Just over two years ago, I'd just finished treatment for breast cancer and I was experiencing not-insubstanstial anxiety about recurrence.  My oncologist, who is a wise and calm presence in my life, said to me, "Don't waste your time worrying!  Not only will it not change a thing-- but if the worst does happen? If the cancer does come back? Then this time, right now, this normal life- it's the good time!  Don't let worry about the future take this time away from you."

Brene Brown calls that dark cloud feeling "foreboding joy."  The feeling that we can't be happy because something is going to come and take that happiness away the minute we feel it.  I fall vicitim to foreboding joy pretty much every minute in my life, no joke. Most of the time there is absolutely no reason.  I just draw that dark cloud on my own periphery and let it steal my happiness.  And the irony of this whole situation right now is that  I think maybe some foreboding joy is actually justified, for the first time ever.  There really truly is a monster lurking, ready to steal our joy.

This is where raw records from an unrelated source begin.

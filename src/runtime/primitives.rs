//! C memory and string routines modules import from the host.
//!
//! Every routine works purely through [`AddressableMemory`] and reports
//! accesses outside the linear memory as [`MemoryError`] instead of touching
//! host memory.

use super::memory::{AddressableMemory, MemoryError};
use super::output::OutputBuffer;

/// Copies `n` bytes from `src` to `dst` and returns `dst`.
pub fn copy(
    memory: &mut AddressableMemory<'_>,
    dst: u32,
    src: u32,
    n: u32,
) -> Result<u32, MemoryError> {
    memory.copy_forward(dst, src, n)?;
    Ok(dst)
}

/// Same copy as [`copy`], returning the address just past the written bytes.
pub fn copy_returning_end(
    memory: &mut AddressableMemory<'_>,
    dst: u32,
    src: u32,
    n: u32,
) -> Result<u32, MemoryError> {
    copy(memory, dst, src, n).map(|dst| dst.wrapping_add(n))
}

/// Stores the low byte of `value` into `n` bytes starting at `addr`.
pub fn fill(
    memory: &mut AddressableMemory<'_>,
    addr: u32,
    value: i32,
    n: u32,
) -> Result<u32, MemoryError> {
    memory.fill(addr, low_byte(value), n)?;
    Ok(addr)
}

/// Three-way comparison of two `n`-byte ranges.
///
/// Returns the difference of the first mismatching bytes, or 0 when the
/// ranges are equal.
pub fn compare(memory: &AddressableMemory<'_>, a: u32, b: u32, n: u32) -> Result<i32, MemoryError> {
    let lhs = memory.read(a, n)?;
    let rhs = memory.read(b, n)?;
    Ok(lhs
        .iter()
        .zip(rhs)
        .find(|(x, y)| x != y)
        .map_or(0, |(x, y)| i32::from(*x) - i32::from(*y)))
}

/// Absolute address of the first byte equal to the low byte of `ch`,
/// scanning from `addr`. The result is not relative to `addr`. The
/// terminator matches when `ch` is 0; otherwise reaching it yields the null
/// address.
pub fn find_char(memory: &AddressableMemory<'_>, addr: u32, ch: i32) -> Result<u32, MemoryError> {
    let needle = low_byte(ch);
    let mut offset = 0u32;
    loop {
        let byte = memory.byte_at(addr, offset)?;
        if byte == needle {
            return Ok(addr.wrapping_add(offset));
        }
        if byte == 0 {
            return Ok(0);
        }
        offset += 1;
    }
}

/// Three-way comparison of two zero-terminated strings scanned in lockstep.
pub fn string_compare(memory: &AddressableMemory<'_>, a: u32, b: u32) -> Result<i32, MemoryError> {
    let mut offset = 0u32;
    loop {
        let x = memory.byte_at(a, offset)?;
        let y = memory.byte_at(b, offset)?;
        if x != y {
            return Ok(i32::from(x) - i32::from(y));
        }
        if x == 0 {
            return Ok(0);
        }
        offset += 1;
    }
}

/// Number of bytes before the terminator.
pub fn string_length(memory: &AddressableMemory<'_>, addr: u32) -> Result<u32, MemoryError> {
    let mut offset = 0u32;
    while memory.byte_at(addr, offset)? != 0 {
        offset += 1;
    }
    Ok(offset)
}

/// Buffers the character for the low byte of `ch` and returns that byte.
pub fn emit_char(output: &mut OutputBuffer, ch: i32) -> i32 {
    let byte = low_byte(ch);
    output.push_byte(byte);
    i32::from(byte)
}

/// Buffers the string at `addr` followed by a newline.
pub fn emit_cstring(
    memory: &AddressableMemory<'_>,
    output: &mut OutputBuffer,
    addr: u32,
) -> Result<(), MemoryError> {
    output.push_bytes(memory.c_str(addr)?);
    output.push_newline();
    Ok(())
}

fn low_byte(value: i32) -> u8 {
    value.to_le_bytes()[0]
}

#[cfg(test)]
mod tests {
    use super::*;
    use crate::runtime::output::ConsoleMode;

    fn heap_with(prefix: &[u8]) -> Vec<u8> {
        let mut heap = vec![0u8; 256];
        heap[..prefix.len()].copy_from_slice(prefix);
        heap
    }

    #[test]
    fn copy_duplicates_bytes_and_returns_destination() {
        let mut heap = heap_with(b"hello\0");
        let mut memory = AddressableMemory::new(&mut heap);
        assert_eq!(copy(&mut memory, 100, 0, 5), Ok(100));
        assert_eq!(memory.read(100, 5).expect("read"), b"hello");
    }

    #[test]
    fn copy_returning_end_points_past_region() {
        let mut heap = heap_with(b"abcdef");
        let mut memory = AddressableMemory::new(&mut heap);
        let end = copy_returning_end(&mut memory, 32, 0, 3).expect("first");
        assert_eq!(end, 35);
        let end = copy_returning_end(&mut memory, end, 3, 3).expect("second");
        assert_eq!(end, 38);
        assert_eq!(memory.read(32, 6).expect("read"), b"abcdef");
    }

    #[test]
    fn zero_length_copy_touches_nothing() {
        let mut heap = heap_with(b"xyz");
        let mut memory = AddressableMemory::new(&mut heap);
        assert_eq!(copy(&mut memory, 10, 0, 0), Ok(10));
        assert_eq!(memory.byte_at(10, 0), Ok(0));
    }

    #[test]
    fn fill_uses_low_eight_bits() {
        let mut heap = heap_with(&[]);
        let mut memory = AddressableMemory::new(&mut heap);
        assert_eq!(fill(&mut memory, 8, 0x1_41, 4), Ok(8));
        assert_eq!(memory.read(8, 4).expect("read"), b"AAAA");
        assert_eq!(memory.byte_at(12, 0), Ok(0));
        fill(&mut memory, 0, -1, 2).expect("fill");
        assert_eq!(memory.read(0, 2).expect("read"), [0xFF, 0xFF]);
    }

    #[test]
    fn compare_reports_sign_of_first_difference() {
        let mut heap = heap_with(b"abcx\0abdx\0abcx");
        let memory = AddressableMemory::new(&mut heap);
        assert!(compare(&memory, 0, 5, 4).expect("lt") < 0);
        assert!(compare(&memory, 5, 0, 4).expect("gt") > 0);
        assert_eq!(compare(&memory, 0, 10, 4), Ok(0));
        assert_eq!(compare(&memory, 0, 5, 2), Ok(0));
    }

    #[test]
    fn compare_treats_bytes_as_unsigned() {
        let mut heap = heap_with(&[0x80, 0x01]);
        let memory = AddressableMemory::new(&mut heap);
        assert!(compare(&memory, 0, 1, 1).expect("cmp") > 0);
    }

    #[test]
    fn find_char_returns_match_address() {
        let mut heap = heap_with(b"\0\0hello\0");
        let memory = AddressableMemory::new(&mut heap);
        assert_eq!(find_char(&memory, 2, i32::from(b'l')), Ok(4));
        assert_eq!(find_char(&memory, 2, i32::from(b'h') + 0x100), Ok(2));
    }

    #[test]
    fn find_char_distinguishes_terminator_from_missing() {
        let mut heap = heap_with(b"\0\0hello\0");
        let memory = AddressableMemory::new(&mut heap);
        assert_eq!(find_char(&memory, 2, 0), Ok(7));
        assert_eq!(find_char(&memory, 2, i32::from(b'z')), Ok(0));
    }

    #[test]
    fn string_compare_stops_at_terminator() {
        let mut heap = heap_with(b"same\0same\0samf\0sam\0");
        let memory = AddressableMemory::new(&mut heap);
        assert_eq!(string_compare(&memory, 0, 5), Ok(0));
        assert!(string_compare(&memory, 0, 10).expect("lt") < 0);
        assert!(string_compare(&memory, 10, 0).expect("gt") > 0);
        assert!(string_compare(&memory, 0, 15).expect("longer") > 0);
    }

    #[test]
    fn string_length_excludes_terminator() {
        let mut heap = heap_with(b"hello\0");
        let memory = AddressableMemory::new(&mut heap);
        assert_eq!(string_length(&memory, 0), Ok(5));
        assert_eq!(string_length(&memory, 5), Ok(0));
    }

    #[test]
    fn scanning_off_the_end_fails() {
        let mut heap = b"abc".to_vec();
        let memory = AddressableMemory::new(&mut heap);
        assert!(string_length(&memory, 0).is_err());
        assert!(find_char(&memory, 0, i32::from(b'z')).is_err());
    }

    #[test]
    fn emit_char_buffers_low_byte() {
        let mut output = OutputBuffer::new(ConsoleMode::Capture);
        assert_eq!(emit_char(&mut output, i32::from(b'A')), 65);
        assert_eq!(emit_char(&mut output, 0x142), 0x42);
        assert_eq!(output.pending(), "AB");
        assert_eq!(output.flush("done"), "ABdone");
        assert!(output.pending().is_empty());
    }

    #[test]
    fn emit_cstring_appends_newline() {
        let mut heap = heap_with(b"line\0");
        let memory = AddressableMemory::new(&mut heap);
        let mut output = OutputBuffer::new(ConsoleMode::Capture);
        emit_cstring(&memory, &mut output, 0).expect("puts");
        assert_eq!(output.pending(), "line\n");
    }
}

But maybe the fact that its real this time- maybe this is when I finally figure out how to break free.  How to feel the joy, and push aside the dread and anxiety and anger and paralyzing fear and just LIVE my life for a change.

Why not be happy in this moment?  Why not revel in the gifts of sleeping in and reconnecting with old friends and being home and cleaning my kitchen and picking up sticks in the yard and taking my dog for walks whenever I want to?  Why not enjoy the privilege I have been granted-- to shelter in a place of security and love, with parks and trees and beautiful architecture to enjoy?  My guilt and dread and worry won't change any of the bad stuff.  And in fact-  if I am less impeded by guilt and dread and worry I will be better prepared to help and provide care for those who are struggling (People in the larger world- and even some of the young people here in my own home...)

This moment-- right now-- this may be as good as it gets. Or there may be a future that's even better.  Who can say?   But this moment-- right now-- is the only NOW we've got so we may as well enjoy the heck out of it.  I am vowing to have more fun with my family, to enjoy this time we get to have with one another, with more intentionality.  This moment-- right now-- it is precious and not to be squandered.

A 5k a day keeps the foreboding joy away.   Hold me to that, ok?